▶ _Dataset excerpts_:
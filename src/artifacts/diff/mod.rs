//! The diff engine
//!
//! Data flows one way through these modules:
//!
//! - `myers`: Myers' shortest edit script over a `SequencePair`
//! - `hunk`: groups the edit script into hunks padded with context
//! - `unified`: renders hunks in unified diff format
//! - `error`: the engine's error type
//!
//! Each run is independent; nothing is shared between runs.

pub mod error;
pub mod hunk;
pub mod myers;
pub mod unified;
use anyhow::{Context, Result};
use clap::Parser;
use std::path::PathBuf;
use std::time::Duration;
use tracing_subscriber::EnvFilter;
use udiff::commands::diff::{DiffOptions, parse_timeout, run};

#[derive(Parser)]
#[command(
    name = "udiff",
    version = "0.1.0",
    author = "Sami Barbut-Dica",
    about = "Compare two files line by line",
    long_about = "Prints the minimal set of line insertions and deletions that turns \
    FILE_A into FILE_B, in unified diff format. \
    The edit script is computed with Myers' algorithm.",
    help_template = r"
{name} {version} - {about}

USAGE:
    {usage}

OPTIONS:
    {all-args}
",
)]
struct Cli {
    #[arg(index = 1, value_name = "FILE_A", help = "The original file")]
    a: PathBuf,
    #[arg(index = 2, value_name = "FILE_B", help = "The modified file")]
    b: PathBuf,
    #[arg(long, help = "Colorize the output")]
    color: bool,
    #[arg(
        long,
        value_parser = parse_timeout,
        help = "Give up after this long (e.g. 500ms, 1.5s, 1m30s, 2h); 0 waits forever"
    )]
    timeout: Option<Duration>,
    #[arg(
        short = 'U',
        long,
        default_value_t = 3,
        help = "Lines of unified context"
    )]
    unified: usize,
    #[arg(long, help = "Never page the output")]
    no_pager: bool,
}

fn init_tracing() -> Result<()> {
    tracing_subscriber::fmt()
        .with_env_filter(
            EnvFilter::try_from_default_env().unwrap_or_else(|_| EnvFilter::new("warn")),
        )
        .with_writer(std::io::stderr)
        .try_init()
        .map_err(anyhow::Error::msg)
        .context("failed to install the log subscriber")
}

#[tokio::main]
async fn main() -> Result<()> {
    init_tracing()?;
    let cli = Cli::parse();

    let opts = DiffOptions {
        a_path: cli.a,
        b_path: cli.b,
        context: cli.unified,
        color: cli.color,
        timeout: cli.timeout.filter(|timeout| !timeout.is_zero()),
        paginate: !cli.no_pager,
    };

    if let Err(err) = run(&opts).await {
        tracing::error!("{err:#}");
        std::process::exit(1);
    }

    Ok(())
}
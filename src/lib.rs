//! Minimal edit scripts and unified diffs over arbitrary sequences
//!
//! The engine runs in three stages over a caller-supplied [`SequencePair`]:
//!
//! 1. [`myers`] computes a minimal [`EditScript`]
//! 2. [`EditScript::hunks`] groups it into hunks with context
//! 3. [`write_unified`] renders the hunks in unified format
//!
//! ```
//! use udiff::{CancelToken, Strings, UnifiedOptions, myers};
//!
//! let a = ["a", "b", "c", "d", "e"];
//! let b = ["a", "x", "c", "d", "e"];
//! let pair = Strings::new(&a, &b);
//!
//! let script = myers(&pair, &CancelToken::new()).unwrap();
//! let mut out: Vec<u8> = Vec::new();
//! script
//!     .write_unified(&mut out, &pair, 1, &UnifiedOptions::default())
//!     .unwrap();
//!
//! assert_eq!(
//!     String::from_utf8(out).unwrap(),
//!     "--- a\n+++ b\n@@ -1,3 +1,3 @@\n a\n-b\n+x\n c\n"
//! );
//! ```

pub mod artifacts;
pub mod commands;
pub mod domain;

pub use artifacts::core::cancel::CancelToken;
pub use artifacts::diff::error::DiffError;
pub use artifacts::diff::hunk::{Hunk, Hunks};
pub use artifacts::diff::myers::myers;
pub use artifacts::diff::unified::{UnifiedOptions, write_unified};
pub use domain::edit::{EditScript, Op};
pub use domain::sequence::{Bytes, SequencePair, Slices, Strings, lines};

use std::io::Write;

/// Diffs two texts line by line and writes the result in unified format.
///
/// Runs without a deadline. Returns the number of bytes written, which is
/// zero when the texts have the same lines.
pub fn text(
    a_name: &str,
    b_name: &str,
    a: &str,
    b: &str,
    sink: &mut dyn Write,
    context: usize,
    color: bool,
) -> Result<usize, DiffError> {
    let (a_lines, b_lines) = (lines(a), lines(b));
    let pair = Strings::new(&a_lines, &b_lines);
    let script = myers(&pair, &CancelToken::new())?;
    let opts = UnifiedOptions::default()
        .with_names(a_name, b_name)
        .with_color(color);

    script.write_unified(sink, &pair, context, &opts)
}
//! Core utilities shared by the engine and the command layer
//!
//! - `cancel`: the poll-based cancellation token
//! - `pager`: an `io::Write` adapter over the minus pager

pub mod cancel;
pub mod pager;
use crate::common::command::{run_udiff_command, workdir, write_input};
use assert_fs::TempDir;
use rstest::rstest;

#[rstest]
fn show_diff_for_file_created_from_nothing(
    workdir: TempDir,
) -> Result<(), Box<dyn std::error::Error>> {
    write_input(workdir.path(), "empty.txt", "");
    write_input(workdir.path(), "new.txt", "a\nb\n");

    let output = run_udiff_command(workdir.path(), &["empty.txt", "new.txt"])
        .assert()
        .success();
    let actual_output = String::from_utf8(output.get_output().stdout.clone())?;

    pretty_assertions::assert_eq!(
        actual_output,
        "--- empty.txt\n+++ new.txt\n@@ -0,0 +1,2 @@\n+a\n+b\n"
    );

    Ok(())
}
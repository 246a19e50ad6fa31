//! The sequence-pair capability the diff engine operates over
//!
//! The engine never looks at elements directly. It asks a [`SequencePair`]
//! for lengths, for pairwise equality by index, and to render a single
//! element into an output sink. Anything implementing those five
//! operations can be diffed and written in unified format.
//!
//! Three adapters cover the common cases:
//!
//! - [`Strings`]: lines of text
//! - [`Bytes`]: byte records
//! - [`Slices`]: arbitrary `Display` values, compared with `PartialEq`
//!   or a custom comparator

use derive_new::new;
use std::fmt::Display;
use std::io::{self, Write};

/// Two read-only sequences, `A` and `B`, addressed by zero-based index.
///
/// Implementations must behave consistently for the duration of one diff
/// run: lengths must not change and `equal` must be a stable relation.
pub trait SequencePair {
    fn len_a(&self) -> usize;

    fn len_b(&self) -> usize;

    /// Reports whether `A[ai]` and `B[bi]` are equal.
    fn equal(&self, ai: usize, bi: usize) -> bool;

    /// Renders `A[ai]` into `sink`, returning the number of bytes written.
    fn write_a_to(&self, sink: &mut dyn Write, ai: usize) -> io::Result<usize>;

    /// Renders `B[bi]` into `sink`, returning the number of bytes written.
    fn write_b_to(&self, sink: &mut dyn Write, bi: usize) -> io::Result<usize>;
}

/// Splits `text` into lines, dropping `\n` and `\r\n` terminators.
pub fn lines(text: &str) -> Vec<&str> {
    text.lines().collect()
}

/// Lines of text compared by string equality.
#[derive(Debug, Clone, Copy, new)]
pub struct Strings<'s, S> {
    a: &'s [S],
    b: &'s [S],
}

impl<S: AsRef<str>> SequencePair for Strings<'_, S> {
    fn len_a(&self) -> usize {
        self.a.len()
    }

    fn len_b(&self) -> usize {
        self.b.len()
    }

    fn equal(&self, ai: usize, bi: usize) -> bool {
        self.a[ai].as_ref() == self.b[bi].as_ref()
    }

    fn write_a_to(&self, sink: &mut dyn Write, ai: usize) -> io::Result<usize> {
        write_all_counted(sink, self.a[ai].as_ref().as_bytes())
    }

    fn write_b_to(&self, sink: &mut dyn Write, bi: usize) -> io::Result<usize> {
        write_all_counted(sink, self.b[bi].as_ref().as_bytes())
    }
}

/// Byte records compared by byte equality and written verbatim.
#[derive(Debug, Clone, Copy, new)]
pub struct Bytes<'s, B> {
    a: &'s [B],
    b: &'s [B],
}

impl<B: AsRef<[u8]>> SequencePair for Bytes<'_, B> {
    fn len_a(&self) -> usize {
        self.a.len()
    }

    fn len_b(&self) -> usize {
        self.b.len()
    }

    fn equal(&self, ai: usize, bi: usize) -> bool {
        self.a[ai].as_ref() == self.b[bi].as_ref()
    }

    fn write_a_to(&self, sink: &mut dyn Write, ai: usize) -> io::Result<usize> {
        write_all_counted(sink, self.a[ai].as_ref())
    }

    fn write_b_to(&self, sink: &mut dyn Write, bi: usize) -> io::Result<usize> {
        write_all_counted(sink, self.b[bi].as_ref())
    }
}

/// Arbitrary typed slices rendered through `Display`.
///
/// [`Slices::new`] compares elements with `PartialEq`, which for composite
/// types is the derived field-by-field (recursive) equality.
/// [`Slices::with_comparator`] takes any consistent equality relation instead.
pub struct Slices<'s, T, F = fn(&T, &T) -> bool> {
    a: &'s [T],
    b: &'s [T],
    eq: F,
}

impl<'s, T: PartialEq> Slices<'s, T> {
    pub fn new(a: &'s [T], b: &'s [T]) -> Self {
        Self {
            a,
            b,
            eq: |x, y| x == y,
        }
    }
}

impl<'s, T, F> Slices<'s, T, F>
where
    F: Fn(&T, &T) -> bool,
{
    pub fn with_comparator(a: &'s [T], b: &'s [T], eq: F) -> Self {
        Self { a, b, eq }
    }
}

impl<T, F> SequencePair for Slices<'_, T, F>
where
    T: Display,
    F: Fn(&T, &T) -> bool,
{
    fn len_a(&self) -> usize {
        self.a.len()
    }

    fn len_b(&self) -> usize {
        self.b.len()
    }

    fn equal(&self, ai: usize, bi: usize) -> bool {
        (self.eq)(&self.a[ai], &self.b[bi])
    }

    fn write_a_to(&self, sink: &mut dyn Write, ai: usize) -> io::Result<usize> {
        write_display(sink, &self.a[ai])
    }

    fn write_b_to(&self, sink: &mut dyn Write, bi: usize) -> io::Result<usize> {
        write_display(sink, &self.b[bi])
    }
}

fn write_all_counted(sink: &mut dyn Write, buf: &[u8]) -> io::Result<usize> {
    sink.write_all(buf)?;
    Ok(buf.len())
}

// Streams the value through `write!` while counting what reached the sink.
fn write_display<T: Display>(sink: &mut dyn Write, value: &T) -> io::Result<usize> {
    struct Counter<'w> {
        inner: &'w mut dyn Write,
        written: usize,
    }

    impl Write for Counter<'_> {
        fn write(&mut self, buf: &[u8]) -> io::Result<usize> {
            let n = self.inner.write(buf)?;
            self.written += n;
            Ok(n)
        }

        fn flush(&mut self) -> io::Result<()> {
            self.inner.flush()
        }
    }

    let mut counter = Counter {
        inner: sink,
        written: 0,
    };
    write!(counter, "{value}")?;
    Ok(counter.written)
}
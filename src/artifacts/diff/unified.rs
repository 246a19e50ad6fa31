//! Unified diff rendering
//!
//! Output follows the conventional grammar:
//!
//! ```text
//! --- a
//! +++ b
//! @@ -1,3 +1,3 @@
//!  a
//! -b
//! +x
//!  c
//! ```
//!
//! Elements are streamed through [`SequencePair::write_a_to`] and
//! [`SequencePair::write_b_to`]; nothing is copied or buffered here.

use crate::artifacts::diff::error::DiffError;
use crate::artifacts::diff::hunk::Hunk;
use crate::domain::edit::Op;
use crate::domain::sequence::SequencePair;
use colored::Color;
use std::io::{self, Write};

// Written as raw escapes rather than through `Colorize`, whose global
// override follows NO_COLOR / CLICOLOR and would ignore `with_color(true)`.
const BOLD: &str = "\x1b[1m";
const RESET: &str = "\x1b[0m";

/// Rendering switches. New options default to off.
#[derive(Debug, Clone, PartialEq, Eq)]
pub struct UnifiedOptions {
    pub names: (String, String),
    pub color: bool,
}

impl Default for UnifiedOptions {
    fn default() -> Self {
        Self {
            names: ("a".to_string(), "b".to_string()),
            color: false,
        }
    }
}

impl UnifiedOptions {
    /// Labels printed on the `---` and `+++` header lines.
    pub fn with_names(mut self, a: impl Into<String>, b: impl Into<String>) -> Self {
        self.names = (a.into(), b.into());
        self
    }

    /// Wraps headers and changed lines in terminal escape sequences.
    pub fn with_color(mut self, color: bool) -> Self {
        self.color = color;
        self
    }
}

/// Counts every byte that reaches the inner sink.
struct CountingWriter<'w> {
    inner: &'w mut dyn Write,
    written: usize,
}

impl Write for CountingWriter<'_> {
    fn write(&mut self, buf: &[u8]) -> io::Result<usize> {
        let n = self.inner.write(buf)?;
        self.written += n;
        Ok(n)
    }

    fn flush(&mut self) -> io::Result<()> {
        self.inner.flush()
    }
}

/// Writes `hunks` in unified format and returns the number of bytes written.
///
/// Writes nothing when there are no hunks. The first sink error aborts the
/// rendering; whatever was already written stays written.
pub fn write_unified<'s, P, I>(
    sink: &mut dyn Write,
    pair: &P,
    hunks: I,
    opts: &UnifiedOptions,
) -> Result<usize, DiffError>
where
    P: SequencePair + ?Sized,
    I: IntoIterator<Item = Hunk<'s>>,
{
    let mut hunks = hunks.into_iter().peekable();
    if hunks.peek().is_none() {
        return Ok(0);
    }

    let mut out = CountingWriter {
        inner: sink,
        written: 0,
    };

    write_header(&mut out, opts)?;
    for hunk in hunks {
        write_hunk(&mut out, pair, &hunk, opts.color)?;
    }

    tracing::trace!(bytes = out.written, "wrote unified diff");
    Ok(out.written)
}

fn write_header(out: &mut CountingWriter<'_>, opts: &UnifiedOptions) -> io::Result<()> {
    let (a, b) = &opts.names;
    if opts.color {
        writeln!(out, "{BOLD}--- {a}{RESET}")?;
        writeln!(out, "{BOLD}+++ {b}{RESET}")?;
    } else {
        writeln!(out, "--- {a}")?;
        writeln!(out, "+++ {b}")?;
    }
    Ok(())
}

fn write_hunk<P>(
    out: &mut CountingWriter<'_>,
    pair: &P,
    hunk: &Hunk<'_>,
    color: bool,
) -> io::Result<()>
where
    P: SequencePair + ?Sized,
{
    let a_range = range(hunk.a_start(), hunk.a_count());
    let b_range = range(hunk.b_start(), hunk.b_count());
    if color {
        let cyan = paint(Color::Cyan);
        writeln!(out, "{cyan}@@ -{a_range} +{b_range} @@{RESET}")?;
    } else {
        writeln!(out, "@@ -{a_range} +{b_range} @@")?;
    }

    for op in hunk.ops() {
        let (prefix, tint) = match op {
            Op::Keep { .. } => (' ', None),
            Op::Delete { .. } => ('-', Some(Color::Red)),
            Op::Insert { .. } => ('+', Some(Color::Green)),
        };

        match tint.filter(|_| color) {
            Some(c) => write!(out, "{}{prefix}", paint(c))?,
            None => write!(out, "{prefix}")?,
        }

        match *op {
            Op::Keep { a, .. } | Op::Delete { a } => pair.write_a_to(out, a)?,
            Op::Insert { b } => pair.write_b_to(out, b)?,
        };

        if tint.is_some() && color {
            out.write_all(RESET.as_bytes())?;
        }
        out.write_all(b"\n")?;
    }

    Ok(())
}

// 1-based start; an empty range reports the line before it.
fn range(start: usize, count: usize) -> String {
    if count == 0 {
        format!("{start},0")
    } else {
        format!("{},{count}", start + 1)
    }
}

fn paint(color: Color) -> String {
    format!("\x1b[{}m", color.to_fg_str())
}
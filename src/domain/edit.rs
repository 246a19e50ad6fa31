use crate::artifacts::diff::error::DiffError;
use crate::artifacts::diff::hunk::Hunks;
use crate::artifacts::diff::unified::{UnifiedOptions, write_unified};
use crate::domain::sequence::SequencePair;
use std::fmt::Display;
use std::io::Write;

/// A single step of an edit script, carrying the indices it consumes.
#[derive(Debug, Clone, Copy, PartialEq, Eq, Hash)]
pub enum Op {
    /// `A[a]` and `B[b]` are equal and carried over unchanged.
    Keep { a: usize, b: usize },
    /// `A[a]` is removed.
    Delete { a: usize },
    /// `B[b]` is added.
    Insert { b: usize },
}

impl Op {
    pub fn is_change(&self) -> bool {
        !matches!(self, Op::Keep { .. })
    }

    /// Index into `A` consumed by this op, if any.
    pub fn a_index(&self) -> Option<usize> {
        match *self {
            Op::Keep { a, .. } | Op::Delete { a } => Some(a),
            Op::Insert { .. } => None,
        }
    }

    /// Index into `B` consumed by this op, if any.
    pub fn b_index(&self) -> Option<usize> {
        match *self {
            Op::Keep { b, .. } | Op::Insert { b } => Some(b),
            Op::Delete { .. } => None,
        }
    }
}

impl Display for Op {
    fn fmt(&self, f: &mut std::fmt::Formatter<'_>) -> std::fmt::Result {
        match self {
            Op::Keep { a, b } => write!(f, "={a}:{b}"),
            Op::Delete { a } => write!(f, "-{a}"),
            Op::Insert { b } => write!(f, "+{b}"),
        }
    }
}

/// An ordered list of ops transforming `A` into `B`.
///
/// Keep and Delete ops visit every index of `A` exactly once, in order;
/// Keep and Insert ops do the same for `B`.
#[derive(Debug, Clone, Default, PartialEq, Eq)]
pub struct EditScript {
    ops: Vec<Op>,
}

impl EditScript {
    pub fn new(ops: Vec<Op>) -> Self {
        Self { ops }
    }

    pub fn ops(&self) -> &[Op] {
        &self.ops
    }

    pub fn len(&self) -> usize {
        self.ops.len()
    }

    pub fn is_empty(&self) -> bool {
        self.ops.is_empty()
    }

    /// True when the script contains no insertions or deletions.
    pub fn is_identity(&self) -> bool {
        !self.ops.iter().any(Op::is_change)
    }

    /// Number of insertions plus deletions.
    pub fn distance(&self) -> usize {
        let (inserted, deleted) = self.stat();
        inserted + deleted
    }

    /// Returns `(inserted, deleted)` counts.
    pub fn stat(&self) -> (usize, usize) {
        self.ops
            .iter()
            .fold((0, 0), |(inserted, deleted), op| match op {
                Op::Insert { .. } => (inserted + 1, deleted),
                Op::Delete { .. } => (inserted, deleted + 1),
                Op::Keep { .. } => (inserted, deleted),
            })
    }

    /// Lazily groups the script into hunks with `context` unchanged ops on each side.
    pub fn hunks(&self, context: usize) -> Hunks<'_> {
        Hunks::new(&self.ops, context)
    }

    /// Renders the script in unified format, returning the bytes written.
    pub fn write_unified<P>(
        &self,
        sink: &mut dyn Write,
        pair: &P,
        context: usize,
        opts: &UnifiedOptions,
    ) -> Result<usize, DiffError>
    where
        P: SequencePair + ?Sized,
    {
        write_unified(sink, pair, self.hunks(context), opts)
    }
}

impl Display for EditScript {
    fn fmt(&self, f: &mut std::fmt::Formatter<'_>) -> std::fmt::Result {
        let rendered = self
            .ops
            .iter()
            .map(|op| op.to_string())
            .collect::<Vec<_>>()
            .join(" ");
        write!(f, "{rendered}")
    }
}
use crate::common::command::{run_udiff_command, workdir, write_input};
use assert_fs::TempDir;
use predicates::prelude::*;
use rstest::rstest;

#[rstest]
fn show_colored_diff_when_color_flag_is_set(
    workdir: TempDir,
) -> Result<(), Box<dyn std::error::Error>> {
    write_input(workdir.path(), "1.txt", "a\nb\nc\nd\ne\n");
    write_input(workdir.path(), "2.txt", "a\nx\nc\nd\ne\n");

    let output = run_udiff_command(workdir.path(), &["--color", "-U", "1", "1.txt", "2.txt"])
        .assert()
        .success();
    let actual_output = String::from_utf8(output.get_output().stdout.clone())?;

    let expected_output = concat!(
        "\x1b[1m--- 1.txt\x1b[0m\n",
        "\x1b[1m+++ 2.txt\x1b[0m\n",
        "\x1b[36m@@ -1,3 +1,3 @@\x1b[0m\n",
        " a\n",
        "\x1b[31m-b\x1b[0m\n",
        "\x1b[32m+x\x1b[0m\n",
        " c\n",
    );
    pretty_assertions::assert_eq!(actual_output, expected_output);

    Ok(())
}

#[rstest]
fn show_plain_diff_without_color_flag(workdir: TempDir) {
    write_input(workdir.path(), "1.txt", "a\n");
    write_input(workdir.path(), "2.txt", "b\n");

    run_udiff_command(workdir.path(), &["1.txt", "2.txt"])
        .assert()
        .success()
        .stdout(predicate::str::contains("\x1b[").not());
}

#[rstest]
fn color_flag_wins_over_no_color_environment(workdir: TempDir) {
    write_input(workdir.path(), "1.txt", "a\n");
    write_input(workdir.path(), "2.txt", "b\n");

    run_udiff_command(workdir.path(), &["--color", "1.txt", "2.txt"])
        .env("NO_COLOR", "1")
        .env("CLICOLOR", "0")
        .assert()
        .success()
        .stdout(predicate::str::starts_with("\x1b[1m--- 1.txt\x1b[0m\n"))
        .stdout(predicate::str::contains("\x1b[31m-a\x1b[0m\n"));
}
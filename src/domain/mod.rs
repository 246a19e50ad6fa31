//! Values the engine consumes and produces
//!
//! - `sequence`: the `SequencePair` capability and its adapters
//! - `edit`: edit operations and the `EditScript` they form

pub mod edit;
pub mod sequence;
use derive_new::new;
use minus::Pager;
use std::io::{self, Write};

/// Wrapper that implements `Write` for the minus pager
///
/// The minus pager takes `&str` chunks, while the unified writer emits raw
/// bytes in pieces (prefix, element, terminator). Bytes that end in the
/// middle of a UTF-8 sequence are held back until the rest arrives. Bytes
/// that can never form valid UTF-8 are shown as U+FFFD.
///
/// ## Usage
///
/// ```ignore
/// let pager = Pager::new();
/// let mut writer = PagerWriter::new(pager.clone());
/// script.write_unified(&mut writer, &pair, 3, &opts)?;
/// writer.flush()?;
/// minus::page_all(pager)?;
/// ```
#[derive(new)]
pub struct PagerWriter {
    pager: Pager,
    #[new(default)]
    pending: Vec<u8>,
}

impl Write for PagerWriter {
    fn write(&mut self, buf: &[u8]) -> io::Result<usize> {
        self.pending.extend_from_slice(buf);

        let text = take_complete(&mut self.pending);
        if !text.is_empty() {
            self.pager.push_str(text).map_err(io::Error::other)?;
        }

        Ok(buf.len())
    }

    fn flush(&mut self) -> io::Result<()> {
        if self.pending.is_empty() {
            return Ok(());
        }

        let rest = std::mem::take(&mut self.pending);
        let text = String::from_utf8_lossy(&rest).into_owned();
        self.pager.push_str(text).map_err(io::Error::other)
    }
}

/// Drains everything but a trailing incomplete UTF-8 sequence, decoding
/// invalid bytes lossily.
fn take_complete(pending: &mut Vec<u8>) -> String {
    let mut at = 0;
    let complete = loop {
        match std::str::from_utf8(&pending[at..]) {
            Ok(_) => break pending.len(),
            Err(e) => match e.error_len() {
                Some(len) => at += e.valid_up_to() + len,
                None => break at + e.valid_up_to(),
            },
        }
    };

    let text = String::from_utf8_lossy(&pending[..complete]).into_owned();
    pending.drain(..complete);
    text
}
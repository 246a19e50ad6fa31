use crate::domain::edit::Op;

/// A contiguous slice of an edit script with its surrounding context.
///
/// `a_count` and `b_count` include the context ops.
#[derive(Debug, Clone, Copy, PartialEq, Eq)]
pub struct Hunk<'s> {
    a_start: usize,
    a_count: usize,
    b_start: usize,
    b_count: usize,
    ops: &'s [Op],
}

impl<'s> Hunk<'s> {
    pub fn a_start(&self) -> usize {
        self.a_start
    }

    pub fn a_count(&self) -> usize {
        self.a_count
    }

    pub fn b_start(&self) -> usize {
        self.b_start
    }

    pub fn b_count(&self) -> usize {
        self.b_count
    }

    pub fn ops(&self) -> &'s [Op] {
        self.ops
    }
}

/// Lazily groups an edit script into hunks.
///
/// Each run of insertions and deletions is padded with up to `context`
/// Keep ops on either side. Runs separated by at most `2 * context` Keeps
/// share a single hunk. Hunks come out in script order and never overlap.
#[derive(Debug, Clone)]
pub struct Hunks<'s> {
    ops: &'s [Op],
    context: usize,
    pos: usize,
    a_next: usize,
    b_next: usize,
}

impl<'s> Hunks<'s> {
    pub fn new(ops: &'s [Op], context: usize) -> Self {
        Self {
            ops,
            context,
            pos: 0,
            a_next: 0,
            b_next: 0,
        }
    }

    fn advance_to(&mut self, end: usize) {
        for op in &self.ops[self.pos..end] {
            self.a_next += usize::from(op.a_index().is_some());
            self.b_next += usize::from(op.b_index().is_some());
        }
        self.pos = end;
    }

    // Index of the first op at or after `from` that is not a change.
    fn run_end(&self, from: usize) -> usize {
        self.ops[from..]
            .iter()
            .position(|op| !op.is_change())
            .map_or(self.ops.len(), |offset| from + offset)
    }

    // Index of the first change at or after `from`, if any.
    fn next_change(&self, from: usize) -> Option<usize> {
        self.ops[from..]
            .iter()
            .position(Op::is_change)
            .map(|offset| from + offset)
    }
}

impl<'s> Iterator for Hunks<'s> {
    type Item = Hunk<'s>;

    fn next(&mut self) -> Option<Self::Item> {
        let first_change = self.next_change(self.pos)?;
        let start = first_change.saturating_sub(self.context).max(self.pos);
        self.advance_to(start);

        let mut end = self.run_end(first_change);
        loop {
            match self.next_change(end) {
                Some(next) if next - end <= 2 * self.context => {
                    end = self.run_end(next);
                }
                _ => {
                    let trailing = self.next_change(end).unwrap_or(self.ops.len()) - end;
                    end += trailing.min(self.context);
                    break;
                }
            }
        }

        let (a_start, b_start) = (self.a_next, self.b_next);
        self.advance_to(end);

        Some(Hunk {
            a_start,
            a_count: self.a_next - a_start,
            b_start,
            b_count: self.b_next - b_start,
            ops: &self.ops[start..end],
        })
    }
}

▶ _Instructions to follow_: In the listing above, some lines may hold the string "through". Report how many, and nothing more.

▶ _Solution to this problem_: 5